Additionally, place flyers on the streets at busy intersections (you may first want to check the legality of posting on public property). As you distribute the posters, remember to look for the flyer that the pet’s guardian may have posted.
☐ Do NOT Rehome
If you cannot care for the pet, please contact your local municipal animal shelter to schedule an appointment for intake. If you would like to foster the animal you found, you are required to file a “found report” with the local municipal shelter, have the animal scanned for a microchip, and to make a concerted effort for 30 days to find the guardians before keeping, privately rehoming, or altering (spaying/neutering) them.
Preventing Lost Pets
Even the most responsible pet owners can lose a pet due to unforeseen circumstances.

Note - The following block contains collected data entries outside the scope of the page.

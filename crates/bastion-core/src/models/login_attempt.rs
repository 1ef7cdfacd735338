//! Login attempt ledger model.

use chrono::{DateTime, Utc};
use serde::{Deserialize, Serialize};
use uuid::Uuid;

/// Why a credential check was rejected. Recorded on the attempt row and
/// in audit metadata; never returned to the caller.
#[derive(Debug, Clone, Copy, Serialize, Deserialize, PartialEq, Eq)]
pub enum FailureReason {
    RateLimited,
    UserNotFound,
    TenantMismatch,
    AccountLocked,
    InvalidPassword,
}

impl FailureReason {
    pub fn as_str(&self) -> &'static str {
        match self {
            FailureReason::RateLimited => "rate_limited",
            FailureReason::UserNotFound => "user_not_found",
            FailureReason::TenantMismatch => "tenant_mismatch",
            FailureReason::AccountLocked => "account_locked",
            FailureReason::InvalidPassword => "invalid_password",
        }
    }

    pub fn parse(s: &str) -> Option<Self> {
        match s {
            "rate_limited" => Some(FailureReason::RateLimited),
            "user_not_found" => Some(FailureReason::UserNotFound),
            "tenant_mismatch" => Some(FailureReason::TenantMismatch),
            "account_locked" => Some(FailureReason::AccountLocked),
            "invalid_password" => Some(FailureReason::InvalidPassword),
            _ => None,
        }
    }
}

#[derive(Debug, Clone, Serialize, Deserialize)]
pub struct LoginAttempt {
    pub id: Uuid,
    pub email: String,
    pub ip_address: String,
    pub success: bool,
    pub failure_reason: Option<FailureReason>,
    pub user_id: Option<Uuid>,
    pub attempted_at: DateTime<Utc>,
}

#[derive(Debug, Clone, Serialize, Deserialize)]
pub struct CreateLoginAttempt {
    pub email: String,
    pub ip_address: String,
    pub success: bool,
    pub failure_reason: Option<FailureReason>,
    pub user_id: Option<Uuid>,
}

impl CreateLoginAttempt {
    pub fn failure(
        email: impl Into<String>,
        ip_address: impl Into<String>,
        reason: FailureReason,
        user_id: Option<Uuid>,
    ) -> Self {
        Self {
            email: email.into(),
            ip_address: ip_address.into(),
            success: false,
            failure_reason: Some(reason),
            user_id,
        }
    }

    pub fn success(email: impl Into<String>, ip_address: impl Into<String>, user_id: Uuid) -> Self {
        Self {
            email: email.into(),
            ip_address: ip_address.into(),
            success: true,
            failure_reason: None,
            user_id: Some(user_id),
        }
    }
}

Try to take every precaution to see that the animal is safely protected.
Dogs and cats with a current license and/or identification tag attached to their collars are held at Animal Services Centers for a full 10 days instead of the four days unlicensed strays are held. The owners are notified by telephone and via US Mail. Be sure to keep the county informed of any address or telephone number changes after you have applied for your pet’s license.

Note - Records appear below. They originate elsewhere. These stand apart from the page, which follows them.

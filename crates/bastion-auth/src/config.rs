//! Authentication configuration.

use chrono::Duration;

/// Configuration for the authentication pipeline.
#[derive(Debug, Clone)]
pub struct AuthConfig {
    /// HMAC secret used to sign access and refresh tokens (HS256).
    pub jwt_secret: String,
    /// JWT issuer (`iss` claim).
    pub jwt_issuer: String,
    /// Access token lifetime in seconds (default: 900 = 15 minutes).
    pub access_token_lifetime_secs: u64,
    /// Refresh token lifetime in seconds (default: 604_800 = 7 days).
    pub refresh_token_lifetime_secs: u64,
    /// Refresh token lifetime when the user asked to be remembered
    /// (default: 2_592_000 = 30 days).
    pub remember_me_lifetime_secs: u64,
    /// Consecutive failed logins before lockout (default: 5).
    pub max_failed_login_attempts: u32,
    /// Lockout duration in seconds (default: 1800 = 30 minutes).
    pub lockout_duration_secs: u64,
    /// Sliding window for the rate limiter (default: 900 = 15 minutes).
    pub rate_limit_window_secs: u64,
    /// Failed attempts per email within the window (default: 5).
    pub max_failures_per_email: u64,
    /// Failed attempts per source address within the window (default: 10).
    pub max_failures_per_address: u64,
    /// Login attempt rows older than this are swept (default: 30).
    pub login_attempt_retention_days: i64,
    /// Password reset token lifetime in seconds (default: 3600 = 1 hour).
    pub reset_token_lifetime_secs: u64,
    /// Number of previous password hashes kept per user (default: 5).
    pub password_history_depth: u64,
    /// Audit entries older than this are purged (default: 90).
    pub audit_retention_days: i64,
    /// Sessions idle longer than this are no longer valid (default: 30).
    pub session_idle_timeout_mins: i64,
    /// Optional pepper prepended to passwords before Argon2id hashing.
    pub pepper: Option<String>,
    /// Argon2id memory cost in KiB (default: 19456 = 19 MiB).
    pub argon2_memory_kib: u32,
    /// Argon2id iterations (default: 2).
    pub argon2_iterations: u32,
    /// Argon2id lanes (default: 1).
    pub argon2_parallelism: u32,
}

impl Default for AuthConfig {
    fn default() -> Self {
        Self {
            jwt_secret: String::new(),
            jwt_issuer: "bastion".into(),
            access_token_lifetime_secs: 900,
            refresh_token_lifetime_secs: 604_800,
            remember_me_lifetime_secs: 2_592_000,
            max_failed_login_attempts: 5,
            lockout_duration_secs: 1800,
            rate_limit_window_secs: 900,
            max_failures_per_email: 5,
            max_failures_per_address: 10,
            login_attempt_retention_days: 30,
            reset_token_lifetime_secs: 3600,
            password_history_depth: 5,
            audit_retention_days: 90,
            session_idle_timeout_mins: 30,
            pepper: None,
            // OWASP ASVS recommended: m=19456 (19 MiB), t=2, p=1
            argon2_memory_kib: 19456,
            argon2_iterations: 2,
            argon2_parallelism: 1,
        }
    }
}

impl AuthConfig {
    pub(crate) fn lockout_duration(&self) -> Duration {
        Duration::seconds(self.lockout_duration_secs as i64)
    }

    pub(crate) fn rate_limit_window(&self) -> Duration {
        Duration::seconds(self.rate_limit_window_secs as i64)
    }

    /// Refresh token lifetime for the given remember-me choice.
    pub fn refresh_lifetime_secs(&self, remember_me: bool) -> u64 {
        if remember_me {
            self.remember_me_lifetime_secs
        } else {
            self.refresh_token_lifetime_secs
        }
    }
}
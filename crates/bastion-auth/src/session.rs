//! Refresh-token sessions.
//!
//! A session is the server-side half of a refresh token: it is looked
//! up by the token's SHA-256 digest and deleting it revokes the token.

use bastion_core::RequestContext;
use bastion_core::models::session::{CreateSession, Session, SessionInfo};
use bastion_core::repository::{SessionRepository, Store};
use chrono::{Duration, Utc};
use tracing::{debug, info};
use uuid::Uuid;

use crate::error::AuthError;
use crate::token::hash_token;

#[derive(Clone)]
pub struct SessionStore<S: Store> {
    store: S,
}

impl<S: Store> SessionStore<S> {
    pub fn new(store: S) -> Self {
        Self { store }
    }

    /// Open a session bound to `refresh_token`, expiring `ttl_secs`
    /// from now.
    pub async fn create(
        &self,
        user_id: Uuid,
        refresh_token: &str,
        ctx: &RequestContext,
        ttl_secs: u64,
    ) -> Result<Session, AuthError> {
        let session = self
            .store
            .sessions()
            .create(CreateSession {
                user_id,
                token_hash: hash_token(refresh_token),
                ip_address: Some(ctx.ip_address.clone()),
                user_agent: ctx.user_agent.clone(),
                expires_at: Utc::now() + Duration::seconds(ttl_secs as i64),
            })
            .await?;
        debug!(session_id = %session.id, user_id = %user_id, "Session created");
        Ok(session)
    }

    /// Session bound to a raw refresh token, expired or not.
    pub async fn find_by_token(&self, refresh_token: &str) -> Result<Option<Session>, AuthError> {
        match self
            .store
            .sessions()
            .get_by_token_hash(&hash_token(refresh_token))
            .await
        {
            Ok(session) => Ok(Some(session)),
            Err(e) if e.is_not_found() => Ok(None),
            Err(e) => Err(e.into()),
        }
    }

    /// Non-expired sessions, most recently active first. The one whose
    /// id equals `current` is flagged.
    pub async fn list_active(
        &self,
        user_id: Uuid,
        current: Option<Uuid>,
    ) -> Result<Vec<SessionInfo>, AuthError> {
        let sessions = self
            .store
            .sessions()
            .list_active(user_id, Utc::now())
            .await?;
        Ok(sessions
            .into_iter()
            .map(|s| SessionInfo {
                is_current: current == Some(s.id),
                id: s.id,
                ip_address: s.ip_address,
                user_agent: s.user_agent,
                created_at: s.created_at,
                last_activity_at: s.last_activity_at,
                expires_at: s.expires_at,
            })
            .collect())
    }

    pub async fn touch(&self, session_id: Uuid) -> Result<bool, AuthError> {
        Ok(self.store.sessions().touch(session_id).await?)
    }

    /// Delete a session on behalf of its owner. Returns the deleted
    /// session.
    pub async fn revoke(
        &self,
        session_id: Uuid,
        requesting_user: Uuid,
    ) -> Result<Session, AuthError> {
        let sessions = self.store.sessions();
        let session = sessions.get_by_id(session_id).await?;
        if session.user_id != requesting_user {
            return Err(AuthError::OwnershipViolation);
        }
        sessions.delete(session_id).await?;
        info!(session_id = %session_id, user_id = %requesting_user, "Session revoked");
        Ok(session)
    }

    /// Delete every session of `user_id` except `keep`.
    pub async fn revoke_others(&self, user_id: Uuid, keep: Uuid) -> Result<u64, AuthError> {
        let removed = self
            .store
            .sessions()
            .delete_for_user_except(user_id, keep)
            .await?;
        info!(user_id = %user_id, removed, "Other sessions revoked");
        Ok(removed)
    }

    pub async fn revoke_all(&self, user_id: Uuid) -> Result<u64, AuthError> {
        let removed = self.store.sessions().delete_for_user(user_id).await?;
        info!(user_id = %user_id, removed, "All sessions revoked");
        Ok(removed)
    }

    /// A session is valid while it exists, has not expired and has seen
    /// activity within the last `max_idle_mins` minutes.
    pub async fn is_valid(&self, session_id: Uuid, max_idle_mins: i64) -> Result<bool, AuthError> {
        let session = match self.store.sessions().get_by_id(session_id).await {
            Ok(session) => session,
            Err(e) if e.is_not_found() => return Ok(false),
            Err(e) => return Err(e.into()),
        };
        let now = Utc::now();
        if session.is_expired_at(now) {
            return Ok(false);
        }
        Ok(now - session.last_activity_at <= Duration::minutes(max_idle_mins))
    }

    pub async fn cleanup_expired(&self) -> Result<u64, AuthError> {
        Ok(self.store.sessions().delete_expired(Utc::now()).await?)
    }
}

Your pet’s identification tag should have their name, as well as your current telephone number and address. Some people also like to include a message such as “Help me, I’m lost” to encourage people to follow up with contacting them.
Microchips are another method of identification that can be a life-saver. Implanted under the skin, these small devices can be scanned by animal control, animal shelters, or veterinarians to reveal contact information for a pet’s guardians. They’re cheap, safe, and highly-effective. In fact, every pet adopted from ARF comes with a microchip already in them!
There is no better protection for your pet than to be kept indoors, in a fenced yard, or enclosed kennel area. Do not let your pet run loose. It is illegal in the state of California to let your dog roam unattended unless in designated off-leash areas. And while cats are legally allowed to be outdoor pets, the average lifespan of an outdoor cat is 2-5 years, compared to 10-20 years for indoor cats.
If your dog is an escape artist or has poor recall, consider aditional dog training. Many local organizations including ARF offer low-cost training classes.
Finally, one reason your pet may wander off is in search of a mate. You can decrease this urge by responsibly spaying or neutering your pet. Spaying and neutering dramatically reduces and can eliminate, the attraction of males to females.